**Work required:** Retrieve each line that contains the word "task" from the entries below.

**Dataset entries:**
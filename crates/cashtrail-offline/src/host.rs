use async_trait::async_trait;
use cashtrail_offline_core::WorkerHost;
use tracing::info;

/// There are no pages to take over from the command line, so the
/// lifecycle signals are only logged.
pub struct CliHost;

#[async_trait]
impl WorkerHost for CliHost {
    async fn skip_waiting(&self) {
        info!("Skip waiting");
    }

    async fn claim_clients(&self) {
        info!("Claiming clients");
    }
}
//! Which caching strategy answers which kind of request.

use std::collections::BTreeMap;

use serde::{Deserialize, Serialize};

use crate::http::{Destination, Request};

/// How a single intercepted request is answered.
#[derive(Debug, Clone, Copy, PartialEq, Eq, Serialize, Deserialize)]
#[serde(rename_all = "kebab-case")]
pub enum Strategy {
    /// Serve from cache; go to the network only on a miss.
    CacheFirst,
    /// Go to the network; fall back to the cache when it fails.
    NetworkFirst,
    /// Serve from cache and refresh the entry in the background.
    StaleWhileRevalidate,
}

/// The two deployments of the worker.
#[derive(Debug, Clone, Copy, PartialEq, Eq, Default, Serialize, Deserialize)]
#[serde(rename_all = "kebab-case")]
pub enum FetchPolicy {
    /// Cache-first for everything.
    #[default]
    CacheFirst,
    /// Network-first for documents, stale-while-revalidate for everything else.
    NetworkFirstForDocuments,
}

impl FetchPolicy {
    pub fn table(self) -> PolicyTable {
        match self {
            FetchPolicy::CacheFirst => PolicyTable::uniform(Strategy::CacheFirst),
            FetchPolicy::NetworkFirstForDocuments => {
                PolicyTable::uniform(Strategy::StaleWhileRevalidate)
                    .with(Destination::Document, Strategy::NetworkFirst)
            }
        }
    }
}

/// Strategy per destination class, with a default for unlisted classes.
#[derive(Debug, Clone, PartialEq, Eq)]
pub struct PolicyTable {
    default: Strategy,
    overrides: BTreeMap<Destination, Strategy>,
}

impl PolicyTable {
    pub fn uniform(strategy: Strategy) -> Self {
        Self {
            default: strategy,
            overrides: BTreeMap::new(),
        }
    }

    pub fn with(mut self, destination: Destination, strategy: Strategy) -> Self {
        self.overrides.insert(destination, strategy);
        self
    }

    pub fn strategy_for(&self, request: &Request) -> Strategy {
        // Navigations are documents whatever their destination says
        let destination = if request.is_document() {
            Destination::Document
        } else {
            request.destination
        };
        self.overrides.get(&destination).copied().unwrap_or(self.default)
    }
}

--

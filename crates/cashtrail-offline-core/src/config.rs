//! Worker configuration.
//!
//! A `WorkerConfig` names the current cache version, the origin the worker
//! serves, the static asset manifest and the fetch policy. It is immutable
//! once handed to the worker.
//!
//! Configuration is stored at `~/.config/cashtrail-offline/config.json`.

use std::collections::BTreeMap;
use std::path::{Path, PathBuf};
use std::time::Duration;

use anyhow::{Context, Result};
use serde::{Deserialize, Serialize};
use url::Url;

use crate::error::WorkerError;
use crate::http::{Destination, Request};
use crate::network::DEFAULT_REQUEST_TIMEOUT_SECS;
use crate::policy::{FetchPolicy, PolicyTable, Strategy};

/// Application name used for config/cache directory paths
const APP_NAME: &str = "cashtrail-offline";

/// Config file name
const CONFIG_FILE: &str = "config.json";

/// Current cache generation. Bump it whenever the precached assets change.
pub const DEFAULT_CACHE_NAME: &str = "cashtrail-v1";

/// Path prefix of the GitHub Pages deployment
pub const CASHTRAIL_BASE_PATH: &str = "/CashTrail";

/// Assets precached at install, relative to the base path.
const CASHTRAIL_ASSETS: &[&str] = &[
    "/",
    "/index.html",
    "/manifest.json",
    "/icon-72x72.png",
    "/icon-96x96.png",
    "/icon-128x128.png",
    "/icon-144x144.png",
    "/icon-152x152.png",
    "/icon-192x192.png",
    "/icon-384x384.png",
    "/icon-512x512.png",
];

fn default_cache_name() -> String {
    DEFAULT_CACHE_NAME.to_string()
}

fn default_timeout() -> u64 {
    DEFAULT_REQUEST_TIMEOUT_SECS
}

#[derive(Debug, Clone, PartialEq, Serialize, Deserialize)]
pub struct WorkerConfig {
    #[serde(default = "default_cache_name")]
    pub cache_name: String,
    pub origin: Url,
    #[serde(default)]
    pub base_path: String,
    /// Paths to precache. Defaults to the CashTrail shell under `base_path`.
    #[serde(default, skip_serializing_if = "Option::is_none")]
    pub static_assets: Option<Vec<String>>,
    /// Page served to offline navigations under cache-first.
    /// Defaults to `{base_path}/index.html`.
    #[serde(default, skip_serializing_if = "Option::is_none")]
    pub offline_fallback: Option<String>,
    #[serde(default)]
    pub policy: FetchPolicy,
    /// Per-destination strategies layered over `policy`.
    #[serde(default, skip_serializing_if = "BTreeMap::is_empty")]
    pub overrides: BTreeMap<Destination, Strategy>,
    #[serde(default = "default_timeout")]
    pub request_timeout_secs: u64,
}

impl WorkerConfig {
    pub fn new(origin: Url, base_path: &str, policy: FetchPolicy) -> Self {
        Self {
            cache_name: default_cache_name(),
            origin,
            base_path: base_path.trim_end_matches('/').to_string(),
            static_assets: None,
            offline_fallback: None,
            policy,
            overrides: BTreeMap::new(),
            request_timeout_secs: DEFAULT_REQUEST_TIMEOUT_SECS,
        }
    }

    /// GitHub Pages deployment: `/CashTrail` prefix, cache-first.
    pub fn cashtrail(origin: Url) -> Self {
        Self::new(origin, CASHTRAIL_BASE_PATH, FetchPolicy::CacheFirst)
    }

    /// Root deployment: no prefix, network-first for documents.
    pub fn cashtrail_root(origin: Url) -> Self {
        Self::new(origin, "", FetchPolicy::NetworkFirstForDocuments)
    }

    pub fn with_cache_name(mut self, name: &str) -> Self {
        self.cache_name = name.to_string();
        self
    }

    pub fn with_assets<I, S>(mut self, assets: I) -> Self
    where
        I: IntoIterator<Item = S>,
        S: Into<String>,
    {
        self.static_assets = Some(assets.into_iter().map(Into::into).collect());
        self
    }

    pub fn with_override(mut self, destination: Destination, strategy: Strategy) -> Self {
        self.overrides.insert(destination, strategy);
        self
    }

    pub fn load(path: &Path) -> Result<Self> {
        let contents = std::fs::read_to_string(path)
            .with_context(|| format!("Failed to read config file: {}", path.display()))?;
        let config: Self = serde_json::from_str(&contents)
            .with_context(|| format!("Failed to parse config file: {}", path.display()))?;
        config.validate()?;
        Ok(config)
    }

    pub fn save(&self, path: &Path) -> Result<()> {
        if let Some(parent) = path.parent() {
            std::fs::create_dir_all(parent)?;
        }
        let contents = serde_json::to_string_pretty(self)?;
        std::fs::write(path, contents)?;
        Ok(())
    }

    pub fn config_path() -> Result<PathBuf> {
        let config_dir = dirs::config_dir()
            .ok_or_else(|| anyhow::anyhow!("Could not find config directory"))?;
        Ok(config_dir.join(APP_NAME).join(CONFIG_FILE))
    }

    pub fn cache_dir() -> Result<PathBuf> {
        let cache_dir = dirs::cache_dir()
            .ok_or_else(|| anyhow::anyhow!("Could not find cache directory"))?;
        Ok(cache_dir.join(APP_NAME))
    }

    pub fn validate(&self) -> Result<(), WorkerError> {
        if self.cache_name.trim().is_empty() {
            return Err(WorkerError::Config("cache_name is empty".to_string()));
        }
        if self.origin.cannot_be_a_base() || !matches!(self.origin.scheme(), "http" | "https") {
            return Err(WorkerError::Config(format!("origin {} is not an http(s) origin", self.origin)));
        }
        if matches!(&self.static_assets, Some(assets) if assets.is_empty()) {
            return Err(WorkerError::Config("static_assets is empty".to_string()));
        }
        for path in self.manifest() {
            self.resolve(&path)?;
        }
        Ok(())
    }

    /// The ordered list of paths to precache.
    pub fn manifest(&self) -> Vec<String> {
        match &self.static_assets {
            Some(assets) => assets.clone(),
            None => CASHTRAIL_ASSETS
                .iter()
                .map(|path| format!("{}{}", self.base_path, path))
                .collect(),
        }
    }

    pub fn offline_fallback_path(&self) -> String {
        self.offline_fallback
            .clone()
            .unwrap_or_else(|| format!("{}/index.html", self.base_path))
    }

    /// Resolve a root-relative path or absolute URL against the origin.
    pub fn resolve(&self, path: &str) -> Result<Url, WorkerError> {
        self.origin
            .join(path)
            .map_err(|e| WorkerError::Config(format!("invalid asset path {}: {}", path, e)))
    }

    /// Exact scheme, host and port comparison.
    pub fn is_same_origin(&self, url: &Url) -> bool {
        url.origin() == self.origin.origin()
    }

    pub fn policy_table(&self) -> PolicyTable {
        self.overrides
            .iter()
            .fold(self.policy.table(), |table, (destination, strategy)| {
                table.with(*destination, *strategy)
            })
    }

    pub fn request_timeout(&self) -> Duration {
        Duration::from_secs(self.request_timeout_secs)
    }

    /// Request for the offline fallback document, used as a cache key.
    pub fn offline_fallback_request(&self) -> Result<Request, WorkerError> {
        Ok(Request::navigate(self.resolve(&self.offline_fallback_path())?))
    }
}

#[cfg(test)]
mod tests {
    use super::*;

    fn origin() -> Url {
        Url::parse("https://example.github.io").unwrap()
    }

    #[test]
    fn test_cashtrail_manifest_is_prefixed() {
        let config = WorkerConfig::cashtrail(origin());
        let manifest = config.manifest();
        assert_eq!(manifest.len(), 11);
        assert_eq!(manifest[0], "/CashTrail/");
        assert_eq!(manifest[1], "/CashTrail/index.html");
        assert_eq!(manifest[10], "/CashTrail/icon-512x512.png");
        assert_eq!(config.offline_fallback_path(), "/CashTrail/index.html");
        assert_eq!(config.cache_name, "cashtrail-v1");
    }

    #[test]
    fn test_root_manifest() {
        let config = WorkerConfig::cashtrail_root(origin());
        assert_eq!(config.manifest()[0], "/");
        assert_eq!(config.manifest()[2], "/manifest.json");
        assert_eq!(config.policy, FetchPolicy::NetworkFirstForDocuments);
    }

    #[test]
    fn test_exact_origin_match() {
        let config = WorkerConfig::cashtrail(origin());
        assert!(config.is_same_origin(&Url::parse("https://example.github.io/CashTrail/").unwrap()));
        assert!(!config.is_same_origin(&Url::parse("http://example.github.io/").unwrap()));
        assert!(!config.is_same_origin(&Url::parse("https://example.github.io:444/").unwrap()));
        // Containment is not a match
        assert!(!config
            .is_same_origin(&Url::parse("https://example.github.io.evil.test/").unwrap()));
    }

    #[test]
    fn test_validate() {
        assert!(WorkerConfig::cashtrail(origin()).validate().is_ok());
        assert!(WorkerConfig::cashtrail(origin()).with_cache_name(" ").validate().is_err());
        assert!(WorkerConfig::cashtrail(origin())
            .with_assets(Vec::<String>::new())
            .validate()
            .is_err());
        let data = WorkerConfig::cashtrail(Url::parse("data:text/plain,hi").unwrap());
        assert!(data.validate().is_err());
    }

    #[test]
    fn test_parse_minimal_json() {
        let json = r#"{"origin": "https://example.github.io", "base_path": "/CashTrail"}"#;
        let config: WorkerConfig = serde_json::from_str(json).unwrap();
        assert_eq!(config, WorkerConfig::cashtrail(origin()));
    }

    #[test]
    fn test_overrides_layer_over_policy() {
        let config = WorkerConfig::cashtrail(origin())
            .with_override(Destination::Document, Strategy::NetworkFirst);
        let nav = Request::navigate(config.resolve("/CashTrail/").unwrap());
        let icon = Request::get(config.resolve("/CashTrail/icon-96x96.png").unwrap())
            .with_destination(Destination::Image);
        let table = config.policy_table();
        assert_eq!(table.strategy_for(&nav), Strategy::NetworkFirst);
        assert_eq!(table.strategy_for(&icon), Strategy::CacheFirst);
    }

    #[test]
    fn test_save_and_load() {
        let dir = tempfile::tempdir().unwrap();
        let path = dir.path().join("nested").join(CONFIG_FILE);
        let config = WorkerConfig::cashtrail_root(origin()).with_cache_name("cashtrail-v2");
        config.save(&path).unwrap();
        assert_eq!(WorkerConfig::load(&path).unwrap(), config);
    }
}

---

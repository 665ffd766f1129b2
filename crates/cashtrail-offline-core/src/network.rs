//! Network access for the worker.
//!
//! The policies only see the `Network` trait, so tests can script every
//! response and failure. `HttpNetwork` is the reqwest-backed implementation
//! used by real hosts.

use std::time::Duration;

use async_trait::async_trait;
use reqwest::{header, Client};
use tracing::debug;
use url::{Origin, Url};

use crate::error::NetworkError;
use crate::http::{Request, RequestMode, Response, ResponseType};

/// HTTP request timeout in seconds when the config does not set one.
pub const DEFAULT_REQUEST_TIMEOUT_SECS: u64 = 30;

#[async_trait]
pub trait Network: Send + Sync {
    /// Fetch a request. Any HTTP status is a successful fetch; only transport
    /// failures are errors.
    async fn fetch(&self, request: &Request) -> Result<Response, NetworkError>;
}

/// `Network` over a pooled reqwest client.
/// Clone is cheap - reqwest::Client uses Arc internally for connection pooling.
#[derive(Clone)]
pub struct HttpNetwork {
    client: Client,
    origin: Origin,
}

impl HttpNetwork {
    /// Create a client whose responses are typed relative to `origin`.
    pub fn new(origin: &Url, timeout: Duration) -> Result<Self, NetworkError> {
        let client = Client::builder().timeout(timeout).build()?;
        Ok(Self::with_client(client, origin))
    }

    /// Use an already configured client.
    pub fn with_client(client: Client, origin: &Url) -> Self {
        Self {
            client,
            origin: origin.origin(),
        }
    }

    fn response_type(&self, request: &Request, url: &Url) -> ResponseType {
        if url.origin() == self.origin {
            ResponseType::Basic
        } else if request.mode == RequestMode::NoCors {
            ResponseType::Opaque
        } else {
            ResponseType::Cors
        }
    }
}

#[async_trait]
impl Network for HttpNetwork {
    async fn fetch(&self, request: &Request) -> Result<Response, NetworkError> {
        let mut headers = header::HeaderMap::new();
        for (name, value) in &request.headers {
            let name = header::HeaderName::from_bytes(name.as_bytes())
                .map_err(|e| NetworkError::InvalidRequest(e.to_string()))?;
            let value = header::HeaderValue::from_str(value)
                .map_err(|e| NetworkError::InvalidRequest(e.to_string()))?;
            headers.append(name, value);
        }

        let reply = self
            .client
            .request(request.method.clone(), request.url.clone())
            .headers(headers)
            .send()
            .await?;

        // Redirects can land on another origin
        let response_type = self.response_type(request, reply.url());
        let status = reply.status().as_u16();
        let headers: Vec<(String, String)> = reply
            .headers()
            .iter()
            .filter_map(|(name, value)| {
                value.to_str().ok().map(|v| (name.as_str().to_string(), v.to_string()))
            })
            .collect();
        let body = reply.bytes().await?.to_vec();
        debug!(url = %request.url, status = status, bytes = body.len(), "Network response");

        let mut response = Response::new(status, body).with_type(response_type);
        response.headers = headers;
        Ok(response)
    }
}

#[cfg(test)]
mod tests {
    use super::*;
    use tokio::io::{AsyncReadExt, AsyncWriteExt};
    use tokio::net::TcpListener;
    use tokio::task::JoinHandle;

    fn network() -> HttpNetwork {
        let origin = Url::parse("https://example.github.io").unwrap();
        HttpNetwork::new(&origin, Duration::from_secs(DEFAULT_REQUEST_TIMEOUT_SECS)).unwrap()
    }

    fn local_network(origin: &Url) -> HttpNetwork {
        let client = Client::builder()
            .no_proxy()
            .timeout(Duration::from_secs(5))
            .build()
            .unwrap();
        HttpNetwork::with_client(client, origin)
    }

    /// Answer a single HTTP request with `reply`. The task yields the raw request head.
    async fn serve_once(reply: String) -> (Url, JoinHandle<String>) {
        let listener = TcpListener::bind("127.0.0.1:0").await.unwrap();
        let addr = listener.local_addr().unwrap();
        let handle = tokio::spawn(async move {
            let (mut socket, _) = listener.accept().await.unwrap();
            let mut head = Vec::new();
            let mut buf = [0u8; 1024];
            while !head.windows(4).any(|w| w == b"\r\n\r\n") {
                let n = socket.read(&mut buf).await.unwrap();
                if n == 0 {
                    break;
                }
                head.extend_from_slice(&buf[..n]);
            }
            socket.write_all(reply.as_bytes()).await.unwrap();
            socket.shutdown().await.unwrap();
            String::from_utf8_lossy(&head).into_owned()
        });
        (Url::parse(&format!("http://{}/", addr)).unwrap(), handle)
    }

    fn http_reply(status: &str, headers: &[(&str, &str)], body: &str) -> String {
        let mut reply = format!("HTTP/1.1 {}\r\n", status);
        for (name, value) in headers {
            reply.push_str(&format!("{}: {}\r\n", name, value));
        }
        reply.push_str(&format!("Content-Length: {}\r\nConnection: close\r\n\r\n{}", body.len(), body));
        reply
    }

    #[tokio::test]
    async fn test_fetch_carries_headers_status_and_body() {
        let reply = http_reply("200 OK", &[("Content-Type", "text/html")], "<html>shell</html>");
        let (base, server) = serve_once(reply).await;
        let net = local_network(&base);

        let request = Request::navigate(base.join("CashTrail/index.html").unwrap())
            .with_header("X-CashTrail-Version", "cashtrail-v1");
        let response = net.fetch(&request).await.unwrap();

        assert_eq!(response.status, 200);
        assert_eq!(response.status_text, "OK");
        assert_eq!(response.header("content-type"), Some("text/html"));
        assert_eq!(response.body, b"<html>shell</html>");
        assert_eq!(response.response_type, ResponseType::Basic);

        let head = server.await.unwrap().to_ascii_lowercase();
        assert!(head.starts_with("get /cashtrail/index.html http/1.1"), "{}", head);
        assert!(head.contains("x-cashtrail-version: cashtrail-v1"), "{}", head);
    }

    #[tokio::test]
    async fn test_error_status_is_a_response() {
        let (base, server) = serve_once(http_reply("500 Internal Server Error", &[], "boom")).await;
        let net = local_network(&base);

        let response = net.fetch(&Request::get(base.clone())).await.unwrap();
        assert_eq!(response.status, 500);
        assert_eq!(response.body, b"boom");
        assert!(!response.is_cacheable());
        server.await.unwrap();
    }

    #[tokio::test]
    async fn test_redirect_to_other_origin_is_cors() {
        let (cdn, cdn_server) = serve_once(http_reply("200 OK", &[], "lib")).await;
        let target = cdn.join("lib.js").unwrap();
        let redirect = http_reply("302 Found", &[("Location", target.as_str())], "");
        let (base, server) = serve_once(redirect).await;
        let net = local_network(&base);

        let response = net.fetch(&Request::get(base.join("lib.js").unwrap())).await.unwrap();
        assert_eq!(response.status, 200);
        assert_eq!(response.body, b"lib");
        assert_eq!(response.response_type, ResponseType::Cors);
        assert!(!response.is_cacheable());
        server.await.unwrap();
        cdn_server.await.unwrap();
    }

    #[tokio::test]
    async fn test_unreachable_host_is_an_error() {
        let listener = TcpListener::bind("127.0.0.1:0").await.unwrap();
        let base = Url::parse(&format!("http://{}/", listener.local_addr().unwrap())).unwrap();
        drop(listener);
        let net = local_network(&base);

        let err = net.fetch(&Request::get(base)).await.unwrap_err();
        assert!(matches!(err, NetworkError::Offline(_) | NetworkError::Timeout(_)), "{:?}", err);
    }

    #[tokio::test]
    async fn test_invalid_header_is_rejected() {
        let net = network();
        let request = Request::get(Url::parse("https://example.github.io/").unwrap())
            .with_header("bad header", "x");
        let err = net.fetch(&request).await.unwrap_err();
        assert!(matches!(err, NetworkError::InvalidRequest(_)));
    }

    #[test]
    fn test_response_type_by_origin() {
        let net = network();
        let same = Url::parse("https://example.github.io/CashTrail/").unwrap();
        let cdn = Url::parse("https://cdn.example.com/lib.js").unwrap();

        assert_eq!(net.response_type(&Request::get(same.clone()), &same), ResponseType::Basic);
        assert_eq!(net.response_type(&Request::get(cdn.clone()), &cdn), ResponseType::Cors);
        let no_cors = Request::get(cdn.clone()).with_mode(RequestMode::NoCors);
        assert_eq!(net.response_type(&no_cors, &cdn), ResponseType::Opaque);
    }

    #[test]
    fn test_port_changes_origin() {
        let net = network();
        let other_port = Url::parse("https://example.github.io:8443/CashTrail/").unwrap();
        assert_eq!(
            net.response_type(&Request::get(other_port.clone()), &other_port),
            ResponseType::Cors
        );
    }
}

**Written solution:**
    use tokio::task::JoinHandle;
    /// Answer a single HTTP request with `reply`. The task yields the raw request head.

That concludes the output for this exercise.